La société IFB France soutient principalement que :
le contrat de travail suspendu de Monsieur B n’a jamais fait l’objet d’un transfert à la société IFB France ni par application des dispositions de l’article L.1224-1 du code du travail, ni par l’effet d’un transfert conventionnel qui résulterait d’un acte du 1er mars 2007,
le traité d’apport partiel d’actif ne mentionne pas le contrat de Monsieur B et était limité à la branche commerciale d’IFB à laquelle les fonctions de directeur des relations bancaires n’étaient pas rattachée,
Monsieur Y, qui a succédé à Monsieur B, n’exerçait plus les fonctions de directeur des relations bancaires au moment du transfert d’activité et a changé de fonctions chez d’IFB France où il anime les forces commerciales,
Selon Mme Z, « MM M B et AB-AC AD ne figurent pas sur cette liste parmi les salariés concernés par l’apport partiel d’actif commercial du fait qu’ils étaient salariés mandataires non concernés par la formalité administrative de la DUE, leur contrat de travail étant suspendu »,
les fonctions salariées de Monsieur B ont été absorbées immédiatement et complètement par son mandat social de directeur général de la société IFB France exercé depuis janvier 2006,
Monsieur B a d’ailleurs pris soin de souscrire une assurance qui indemnise les mandataires sociaux de leur perte d’emploi.
MOTIFS DE LA DÉCISION
Attendu qu’il n’est pas contesté que le contrat de travail de Monsieur B a été suspendu à compter du 5 mai 2004, date de sa nomination comme mandataire social avec les fonctions de directeur général délégué.
Attendu que la nomination de Monsieur B aux fonctions de directeur général de la société IFB France, à compter du 7 février 2006, soit à une date antérieure à l’apport partiel d’actif de la société IFB à la société IFB France, n’a eu aucun effet sur le contrat de travail de Monsieur B.
Attendu que selon les dispositions d’ordre public de l’article L.1224-1 du code du travail « lorsque survient une modification dans la situation juridique de l’employeur, notamment par succession, vente, fusion, transformation du fonds, mise en société de l’entreprise, tous les contrats de travail en cours au jour de la modification subsistent entre le nouvel employeur et le personnel de l’entreprise ».
Attendu que si la société IBF France reconnaît que l’absence d’indication du contrat de travail de Monsieur B dans les annexes du traité d’apport partiel d’actif n’est pas suffisant pour exclure le transfert du contrat, elle considère que seule l’activité commerciale de la société IBF a été cédée à la société IBF France et que les fonctions de directeurs des relations bancaires exercées par Monsieur B n’étaient pas rattachables à cette activité.

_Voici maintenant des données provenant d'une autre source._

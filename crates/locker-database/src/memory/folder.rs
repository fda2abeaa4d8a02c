//! In-memory smart folders and assignments.

use async_trait::async_trait;
use chrono::Utc;
use tokio::sync::RwLock;

use locker_core::error::AppError;
use locker_core::result::AppResult;
use locker_core::types::{AssignmentId, SmartFolderId, UserId};
use locker_entity::folder::{CreateSmartFolder, FolderAssignment, SmartFolder, UpdateSmartFolder};

use crate::store::FolderStore;

#[derive(Debug, Default)]
struct Tables {
    folders: Vec<SmartFolder>,
    assignments: Vec<FolderAssignment>,
}

/// Folder and assignment tables held in memory. Deleting a folder
/// cascades to its assignments.
#[derive(Debug, Default)]
pub struct MemoryFolderStore {
    tables: RwLock<Tables>,
}

impl MemoryFolderStore {
    /// Create an empty store.
    pub fn new() -> Self {
        Self::default()
    }
}

fn name_taken(tables: &Tables, user_id: UserId, name: &str, except: Option<SmartFolderId>) -> bool {
    tables
        .folders
        .iter()
        .any(|f| f.user_id == user_id && f.folder_name == name && Some(f.id) != except)
}

#[async_trait]
impl FolderStore for MemoryFolderStore {
    async fn create(&self, data: &CreateSmartFolder) -> AppResult<SmartFolder> {
        let mut tables = self.tables.write().await;
        if name_taken(&tables, data.user_id, &data.folder_name, None) {
            return Err(AppError::conflict(format!(
                "Folder '{}' already exists",
                data.folder_name
            )));
        }
        let now = Utc::now();
        let folder = SmartFolder {
            id: SmartFolderId::new(),
            user_id: data.user_id,
            folder_name: data.folder_name.clone(),
            folder_description: data.folder_description.clone(),
            keywords: data.keywords.clone(),
            created_at: now,
            updated_at: now,
        };
        tables.folders.push(folder.clone());
        Ok(folder)
    }

    async fn find_by_id(
        &self,
        user_id: UserId,
        id: SmartFolderId,
    ) -> AppResult<Option<SmartFolder>> {
        let tables = self.tables.read().await;
        Ok(tables
            .folders
            .iter()
            .find(|f| f.id == id && f.user_id == user_id)
            .cloned())
    }

    async fn find_by_name(&self, user_id: UserId, name: &str) -> AppResult<Option<SmartFolder>> {
        let tables = self.tables.read().await;
        Ok(tables
            .folders
            .iter()
            .find(|f| f.user_id == user_id && f.folder_name == name)
            .cloned())
    }

    async fn list_for_user(&self, user_id: UserId) -> AppResult<Vec<SmartFolder>> {
        let tables = self.tables.read().await;
        let mut folders: Vec<SmartFolder> = tables
            .folders
            .iter()
            .filter(|f| f.user_id == user_id)
            .cloned()
            .collect();
        folders.sort_by(|a, b| a.folder_name.cmp(&b.folder_name));
        Ok(folders)
    }

    async fn update(
        &self,
        user_id: UserId,
        id: SmartFolderId,
        data: &UpdateSmartFolder,
    ) -> AppResult<Option<SmartFolder>> {
        let mut tables = self.tables.write().await;
        if let Some(name) = &data.folder_name {
            if name_taken(&tables, user_id, name, Some(id)) {
                return Err(AppError::conflict(format!("Folder '{name}' already exists")));
            }
        }
        let Some(folder) = tables
            .folders
            .iter_mut()
            .find(|f| f.id == id && f.user_id == user_id)
        else {
            return Ok(None);
        };
        if let Some(name) = &data.folder_name {
            folder.folder_name = name.clone();
        }
        if let Some(description) = &data.folder_description {
            folder.folder_description = description.clone();
        }
        if let Some(keywords) = &data.keywords {
            folder.keywords = keywords.clone();
        }
        folder.updated_at = Utc::now();
        Ok(Some(folder.clone()))
    }

    async fn delete(&self, user_id: UserId, id: SmartFolderId) -> AppResult<bool> {
        let mut tables = self.tables.write().await;
        let before = tables.folders.len();
        tables
            .folders
            .retain(|f| !(f.id == id && f.user_id == user_id));
        let removed = tables.folders.len() < before;
        if removed {
            tables.assignments.retain(|a| a.folder_id != id);
        }
        Ok(removed)
    }

    async fn upsert_assignment(
        &self,
        user_id: UserId,
        document_path: &str,
        folder_id: SmartFolderId,
    ) -> AppResult<FolderAssignment> {
        let mut tables = self.tables.write().await;
        if !tables.folders.iter().any(|f| f.id == folder_id) {
            return Err(AppError::not_found(format!("Folder {folder_id} not found")));
        }
        let now = Utc::now();
        if let Some(existing) = tables
            .assignments
            .iter_mut()
            .find(|a| a.user_id == user_id && a.document_path == document_path)
        {
            existing.folder_id = folder_id;
            existing.assigned_at = now;
            return Ok(existing.clone());
        }
        let assignment = FolderAssignment {
            id: AssignmentId::new(),
            user_id,
            document_path: document_path.to_string(),
            folder_id,
            assigned_at: now,
        };
        tables.assignments.push(assignment.clone());
        Ok(assignment)
    }

    async fn remove_assignment(&self, user_id: UserId, document_path: &str) -> AppResult<bool> {
        let mut tables = self.tables.write().await;
        let before = tables.assignments.len();
        tables
            .assignments
            .retain(|a| !(a.user_id == user_id && a.document_path == document_path));
        Ok(tables.assignments.len() < before)
    }

    async fn find_assignment(
        &self,
        user_id: UserId,
        document_path: &str,
    ) -> AppResult<Option<FolderAssignment>> {
        let tables = self.tables.read().await;
        Ok(tables
            .assignments
            .iter()
            .find(|a| a.user_id == user_id && a.document_path == document_path)
            .cloned())
    }

    async fn list_assignments(
        &self,
        user_id: UserId,
        folder_id: Option<SmartFolderId>,
    ) -> AppResult<Vec<FolderAssignment>> {
        let tables = self.tables.read().await;
        let mut assignments: Vec<FolderAssignment> = tables
            .assignments
            .iter()
            .filter(|a| a.user_id == user_id && folder_id.is_none_or(|id| a.folder_id == id))
            .cloned()
            .collect();
        assignments.sort_by(|a, b| b.assigned_at.cmp(&a.assigned_at));
        Ok(assignments)
    }

    async fn update_assignment_path(
        &self,
        user_id: UserId,
        from: &str,
        to: &str,
    ) -> AppResult<u64> {
        let mut tables = self.tables.write().await;
        let mut moved = 0;
        for assignment in tables
            .assignments
            .iter_mut()
            .filter(|a| a.user_id == user_id && a.document_path == from)
        {
            assignment.document_path = to.to_string();
            moved += 1;
        }
        Ok(moved)
    }
}

#[cfg(test)]
mod tests {
    use super::*;
    use locker_core::error::ErrorKind;

    fn folder(user_id: UserId, name: &str) -> CreateSmartFolder {
        CreateSmartFolder {
            user_id,
            folder_name: name.to_string(),
            folder_description: None,
            keywords: vec!["tax".to_string()],
        }
    }

    #[tokio::test]
    async fn test_folder_names_unique_per_user() {
        let store = MemoryFolderStore::new();
        let alice = UserId::new();
        store.create(&folder(alice, "Taxes")).await.unwrap();
        let err = store.create(&folder(alice, "Taxes")).await.unwrap_err();
        assert_eq!(err.kind, ErrorKind::Conflict);
        store.create(&folder(UserId::new(), "Taxes")).await.unwrap();
    }

    #[tokio::test]
    async fn test_rename_onto_existing_name_conflicts() {
        let store = MemoryFolderStore::new();
        let user = UserId::new();
        store.create(&folder(user, "A")).await.unwrap();
        let b = store.create(&folder(user, "B")).await.unwrap();
        let update = UpdateSmartFolder {
            folder_name: Some("A".to_string()),
            ..Default::default()
        };
        assert!(store.update(user, b.id, &update).await.is_err());

        let clear = UpdateSmartFolder {
            folder_description: Some(None),
            keywords: Some(vec![]),
            ..Default::default()
        };
        let updated = store.update(user, b.id, &clear).await.unwrap().unwrap();
        assert_eq!(updated.folder_name, "B");
        assert!(updated.keywords.is_empty());
    }

    #[tokio::test]
    async fn test_assignment_is_upserted_and_cascades() {
        let store = MemoryFolderStore::new();
        let user = UserId::new();
        let a = store.create(&folder(user, "A")).await.unwrap();
        let b = store.create(&folder(user, "B")).await.unwrap();

        store.upsert_assignment(user, "u/doc.pdf", a.id).await.unwrap();
        store.upsert_assignment(user, "u/doc.pdf", b.id).await.unwrap();
        let all = store.list_assignments(user, None).await.unwrap();
        assert_eq!(all.len(), 1);
        assert_eq!(all[0].folder_id, b.id);

        assert!(store.delete(user, b.id).await.unwrap());
        assert!(store.find_assignment(user, "u/doc.pdf").await.unwrap().is_none());
    }

    #[tokio::test]
    async fn test_assignment_to_missing_folder_is_not_found() {
        let store = MemoryFolderStore::new();
        let err = store
            .upsert_assignment(UserId::new(), "u/doc.pdf", SmartFolderId::new())
            .await
            .unwrap_err();
        assert!(err.is_not_found());
    }
}
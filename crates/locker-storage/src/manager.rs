//! Provider selection from configuration.

use std::path::Path;
use std::sync::Arc;

use locker_core::config::{StorageConfig, StorageProviderKind};
use locker_core::error::AppError;
use locker_core::result::AppResult;
use locker_core::traits::storage::StorageProvider;

use crate::providers::{LocalStorageProvider, MemoryStorageProvider};
use crate::signing::UrlSigner;

/// Build the provider backing the document bucket. `public_base_url` is
/// where this server is reachable; it roots the URLs signed for the local
/// and memory providers.
pub async fn build_provider(
    config: &StorageConfig,
    public_base_url: &str,
) -> AppResult<Arc<dyn StorageProvider>> {
    if config.bucket.trim().is_empty() {
        return Err(AppError::configuration("storage.bucket must not be empty"));
    }
    let signer = UrlSigner::new(&config.url_signing_secret, public_base_url);

    let provider: Arc<dyn StorageProvider> = match config.provider {
        StorageProviderKind::Local => {
            let root = Path::new(&config.local.root_path).join(&config.bucket);
            Arc::new(LocalStorageProvider::new(root, signer).await?)
        }
        StorageProviderKind::Memory => Arc::new(MemoryStorageProvider::new(signer)),
        #[cfg(feature = "s3")]
        StorageProviderKind::S3 => Arc::new(
            crate::providers::S3StorageProvider::from_config(&config.bucket, &config.s3).await?,
        ),
        #[cfg(not(feature = "s3"))]
        StorageProviderKind::S3 => {
            return Err(AppError::configuration(
                "S3 storage requested but locker-storage was built without the `s3` feature",
            ));
        }
    };

    tracing::info!(
        provider = provider.provider_type(),
        bucket = %config.bucket,
        "Storage provider ready"
    );
    Ok(provider)
}
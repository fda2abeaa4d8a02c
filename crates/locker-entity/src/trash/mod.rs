//! Trash domain entities.

pub mod model;

pub use model::{CreateDeletedDocument, DeletedDocument, TrashedDocument};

Mais attendu que les fonctions de directeur des relations commerciales de Monsieur B consistaient à mettre en place des partenariats bancaires afin de proposer des offres de crédits immobiliers aux clients de la société IBF qui investissaient dans des projets défiscalisants ;
que selon ses déclarations non contestées par la société intimée, il était chargé de présenter ses offres au réseau commercial et de gérer le « back-office » et le personnel (administration des ventes) composé de 4 services (service des stocks, service des assistantes commerciales, service des assistantes bancaires et service des assistantes actes notariés).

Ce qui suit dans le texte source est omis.